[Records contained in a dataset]
★ ★ ★

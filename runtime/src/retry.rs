//! Retrying failed requests with exponential backoff.
//!
//! [`RetryPlugin`] sits in front of the fetch plugin. When a `Reject` reaches
//! it and the [`RetryPolicy`] still allows another attempt, the failure is
//! swallowed (the request stays `pending`) and a fresh `Fetch` is emitted
//! after the backoff delay. Once attempts run out the `Reject` goes through
//! and the request fails as usual.
//!
//! # Example
//!
//! ```rust
//! use fetchline_runtime::retry::{RetryPlugin, RetryPolicy};
//! use std::time::Duration;
//!
//! let policy = RetryPolicy::builder()
//!     .max_retries(5)
//!     .initial_delay(Duration::from_millis(100))
//!     .max_delay(Duration::from_secs(10))
//!     .multiplier(2.0)
//!     .jitter(true)
//!     .build();
//!
//! let plugin = RetryPlugin::new(policy)
//!     .retry_if(|error| !error.to_string().contains("not found"));
//! # let _ = plugin;
//! ```

use crate::metrics::RetryMetrics;
use fetchline_core::{
    Emitter, FetchError, Middleware, Next, Operation, PipelineError, Plugin, PluginContext, Request,
    RequestId,
};
use std::collections::HashMap;
use std::fmt;
use std::sync::{Arc, Mutex, MutexGuard, PoisonError};
use std::time::Duration;
use tokio::task::AbortHandle;

/// Retry policy configuration for exponential backoff.
///
/// # Default Values
///
/// - `max_retries`: 3
/// - `initial_delay`: 100ms
/// - `max_delay`: 30 seconds
/// - `multiplier`: 2.0 (delay doubles each retry)
/// - `jitter`: off
#[derive(Debug, Clone)]
pub struct RetryPolicy {
    /// Maximum number of retry attempts
    pub max_retries: u32,
    /// Initial delay before first retry
    pub initial_delay: Duration,
    /// Maximum delay between retries (cap for exponential backoff)
    pub max_delay: Duration,
    /// Multiplier for exponential backoff
    pub multiplier: f64,
    /// Scale each delay by a random factor in `[0.5, 1.0]`
    pub jitter: bool,
}

impl Default for RetryPolicy {
    fn default() -> Self {
        Self::builder().build()
    }
}

impl RetryPolicy {
    /// Create a new policy builder.
    #[must_use]
    pub const fn builder() -> RetryPolicyBuilder {
        RetryPolicyBuilder {
            max_retries: None,
            initial_delay: None,
            max_delay: None,
            multiplier: None,
            jitter: false,
        }
    }

    /// Calculate delay for a given attempt number (0-indexed).
    ///
    /// Uses exponential backoff: `delay = initial_delay * multiplier^attempt`,
    /// capped at `max_delay`. With jitter enabled the capped delay is scaled
    /// by a random factor between 0.5 and 1.0.
    #[must_use]
    #[allow(
        clippy::cast_precision_loss,
        clippy::cast_possible_truncation,
        clippy::cast_sign_loss,
        clippy::cast_possible_wrap
    )]
    pub fn delay_for_attempt(&self, attempt: u32) -> Duration {
        use rand::Rng;

        let delay_ms = self.initial_delay.as_millis() as f64 * self.multiplier.powi(attempt as i32);
        let capped_ms = delay_ms.min(self.max_delay.as_millis() as f64);

        let final_ms = if self.jitter {
            capped_ms * rand::thread_rng().gen_range(0.5..=1.0)
        } else {
            capped_ms
        };

        Duration::from_millis(final_ms as u64)
    }
}

/// Builder for [`RetryPolicy`].
#[derive(Debug, Clone)]
pub struct RetryPolicyBuilder {
    max_retries: Option<u32>,
    initial_delay: Option<Duration>,
    max_delay: Option<Duration>,
    multiplier: Option<f64>,
    jitter: bool,
}

impl RetryPolicyBuilder {
    /// Set maximum number of retries.
    #[must_use]
    pub const fn max_retries(mut self, max_retries: u32) -> Self {
        self.max_retries = Some(max_retries);
        self
    }

    /// Set initial delay before first retry.
    #[must_use]
    pub const fn initial_delay(mut self, delay: Duration) -> Self {
        self.initial_delay = Some(delay);
        self
    }

    /// Set maximum delay (cap for exponential backoff).
    #[must_use]
    pub const fn max_delay(mut self, delay: Duration) -> Self {
        self.max_delay = Some(delay);
        self
    }

    /// Set multiplier for exponential backoff.
    #[must_use]
    pub const fn multiplier(mut self, multiplier: f64) -> Self {
        self.multiplier = Some(multiplier);
        self
    }

    /// Enable or disable jitter.
    #[must_use]
    pub const fn jitter(mut self, jitter: bool) -> Self {
        self.jitter = jitter;
        self
    }

    /// Build the [`RetryPolicy`].
    #[must_use]
    pub fn build(self) -> RetryPolicy {
        RetryPolicy {
            max_retries: self.max_retries.unwrap_or(3),
            initial_delay: self.initial_delay.unwrap_or(Duration::from_millis(100)),
            max_delay: self.max_delay.unwrap_or(Duration::from_secs(30)),
            multiplier: self.multiplier.unwrap_or(2.0),
            jitter: self.jitter,
        }
    }
}

type Predicate = Arc<dyn Fn(&FetchError) -> bool + Send + Sync>;

/// Plugin that refetches failed requests.
///
/// Must be placed before any plugin that should only see final failures.
pub struct RetryPlugin {
    policy: RetryPolicy,
    retryable: Option<Predicate>,
}

impl RetryPlugin {
    /// Name the plugin registers under.
    pub const NAME: &'static str = "retry";

    /// Retry every failure according to `policy`.
    #[must_use]
    pub const fn new(policy: RetryPolicy) -> Self {
        Self {
            policy,
            retryable: None,
        }
    }

    /// Only retry failures accepted by `predicate`.
    #[must_use]
    pub fn retry_if<P>(mut self, predicate: P) -> Self
    where
        P: Fn(&FetchError) -> bool + Send + Sync + 'static,
    {
        self.retryable = Some(Arc::new(predicate));
        self
    }
}

impl Default for RetryPlugin {
    fn default() -> Self {
        Self::new(RetryPolicy::default())
    }
}

impl fmt::Debug for RetryPlugin {
    fn fmt(&self, f: &mut fmt::Formatter<'_>) -> fmt::Result {
        f.debug_struct("RetryPlugin")
            .field("policy", &self.policy)
            .field("filtered", &self.retryable.is_some())
            .finish()
    }
}

impl Plugin for RetryPlugin {
    fn name(&self) -> &str {
        Self::NAME
    }

    fn init(self: Box<Self>, ctx: PluginContext) -> Result<Box<dyn Middleware>, PipelineError> {
        Ok(Box::new(RetryMiddleware {
            policy: self.policy,
            retryable: self.retryable,
            emit: ctx.emit,
            attempts: Mutex::new(HashMap::new()),
        }))
    }
}

#[derive(Default)]
struct Attempts {
    count: u32,
    timer: Option<AbortHandle>,
}

impl Drop for Attempts {
    fn drop(&mut self) {
        if let Some(timer) = self.timer.take() {
            timer.abort();
        }
    }
}

struct RetryMiddleware {
    policy: RetryPolicy,
    retryable: Option<Predicate>,
    emit: Emitter,
    attempts: Mutex<HashMap<RequestId, Attempts>>,
}

impl RetryMiddleware {
    fn attempts(&self) -> MutexGuard<'_, HashMap<RequestId, Attempts>> {
        self.attempts.lock().unwrap_or_else(PoisonError::into_inner)
    }

    fn should_retry(&self, error: &FetchError) -> bool {
        self.retryable.as_ref().is_none_or(|retryable| retryable(error))
    }

    /// Schedule another attempt. Returns `false` when none is left.
    fn schedule(&self, request: &Request, error: &FetchError) -> bool {
        if !self.should_retry(error) {
            return false;
        }
        let Ok(runtime) = tokio::runtime::Handle::try_current() else {
            tracing::warn!(id = %request.id(), "No tokio runtime, not retrying");
            return false;
        };

        let mut attempts = self.attempts();
        let entry = attempts.entry(request.id().clone()).or_default();
        if entry.count >= self.policy.max_retries {
            return false;
        }

        let delay = self.policy.delay_for_attempt(entry.count);
        entry.count += 1;

        let emit = self.emit.clone();
        let retry = Operation::fetch(request.clone());
        let task = runtime.spawn(async move {
            tokio::time::sleep(delay).await;
            if let Err(error) = emit.emit(retry) {
                tracing::warn!(%error, "Dropping scheduled retry");
            }
        });
        if let Some(previous) = entry.timer.replace(task.abort_handle()) {
            previous.abort();
        }

        RetryMetrics::record_scheduled(entry.count);
        tracing::info!(
            id = %request.id(),
            attempt = entry.count,
            max_retries = self.policy.max_retries,
            delay_ms = u64::try_from(delay.as_millis()).unwrap_or(u64::MAX),
            error = %error,
            "Request failed, retrying..."
        );
        true
    }

    fn reset(&self, id: &RequestId) {
        // Dropping the entry aborts a pending retry.
        self.attempts().remove(id);
    }
}

impl Middleware for RetryMiddleware {
    fn call(&self, op: Operation, next: &Next) {
        match &op {
            Operation::Reject { request, error } => {
                if self.schedule(request, error) {
                    return;
                }
                tracing::warn!(id = %request.id(), %error, "Request failed after exhausting retries");
                self.reset(request.id());
            },
            Operation::Complete { request, .. }
            | Operation::Cancel { request }
            | Operation::Dispose { request } => self.reset(request.id()),
            Operation::Fetch { .. } | Operation::Put { .. } => {},
        }
        next.run(op);
    }
}
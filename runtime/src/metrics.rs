//! Metrics for the request lifecycle.
//!
//! Counters are recorded through the [`metrics`] facade. The library installs
//! no recorder: applications pick an exporter and call [`describe_metrics`]
//! once to register descriptions.
//!
//! | name | labels |
//! |---|---|
//! | `fetchline_operations_applied_total` | `op` |
//! | `fetchline_operations_dropped_total` | `op` |
//! | `fetchline_fetch_started_total` | |
//! | `fetchline_fetch_deduplicated_total` | |
//! | `fetchline_requests_evicted_total` | |
//! | `fetchline_retries_scheduled_total` | |

use fetchline_core::OperationKind;
use metrics::{counter, describe_counter};

/// Operations that passed the status gate and ran through the pipeline.
pub const OPERATIONS_APPLIED: &str = "fetchline_operations_applied_total";
/// Operations dropped by the status gate.
pub const OPERATIONS_DROPPED: &str = "fetchline_operations_dropped_total";
/// Producers started by the fetch plugin.
pub const FETCH_STARTED: &str = "fetchline_fetch_started_total";
/// Fetches ignored because the request was already in flight.
pub const FETCH_DEDUPLICATED: &str = "fetchline_fetch_deduplicated_total";
/// Cache entries disposed by the garbage collector.
pub const REQUESTS_EVICTED: &str = "fetchline_requests_evicted_total";
/// Retries scheduled by the retry plugin.
pub const RETRIES_SCHEDULED: &str = "fetchline_retries_scheduled_total";

/// Register descriptions for every counter.
pub fn describe_metrics() {
    describe_counter!(
        OPERATIONS_APPLIED,
        "Total number of operations dispatched through the pipeline"
    );
    describe_counter!(
        OPERATIONS_DROPPED,
        "Total number of operations dropped because they would not change status"
    );
    describe_counter!(FETCH_STARTED, "Total number of producers started");
    describe_counter!(
        FETCH_DEDUPLICATED,
        "Total number of fetches ignored because the request was in flight"
    );
    describe_counter!(
        REQUESTS_EVICTED,
        "Total number of cache entries removed by garbage collection"
    );
    describe_counter!(RETRIES_SCHEDULED, "Total number of retries scheduled");
}

/// Client metrics recorder.
pub struct ClientMetrics;

impl ClientMetrics {
    /// Record an operation that went through the pipeline.
    pub fn record_applied(kind: OperationKind) {
        counter!(OPERATIONS_APPLIED, "op" => kind.as_str()).increment(1);
    }

    /// Record an operation dropped by the status gate.
    pub fn record_dropped(kind: OperationKind) {
        counter!(OPERATIONS_DROPPED, "op" => kind.as_str()).increment(1);
    }

    /// Record a garbage-collected entry.
    pub fn record_evicted() {
        counter!(REQUESTS_EVICTED).increment(1);
    }
}

/// Fetch plugin metrics recorder.
pub struct FetchMetrics;

impl FetchMetrics {
    /// Record a started producer.
    pub fn record_started() {
        counter!(FETCH_STARTED).increment(1);
    }

    /// Record a deduplicated fetch.
    pub fn record_deduplicated() {
        counter!(FETCH_DEDUPLICATED).increment(1);
    }
}

/// Retry plugin metrics recorder.
pub struct RetryMetrics;

impl RetryMetrics {
    /// Record a scheduled retry.
    pub fn record_scheduled(attempt: u32) {
        counter!(RETRIES_SCHEDULED).increment(1);
        tracing::trace!(attempt, "Retry recorded");
    }
}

★ ★ ★

▸ **Exercise aim**: Wherever "status" turns up in the records, copy the whole line.

▸ **Reply to the exercise**:
/// Operations that passed the status gate and ran through the pipeline.
/// Operations dropped by the status gate.
        "Total number of operations dropped because they would not change status"
    /// Record an operation dropped by the status gate.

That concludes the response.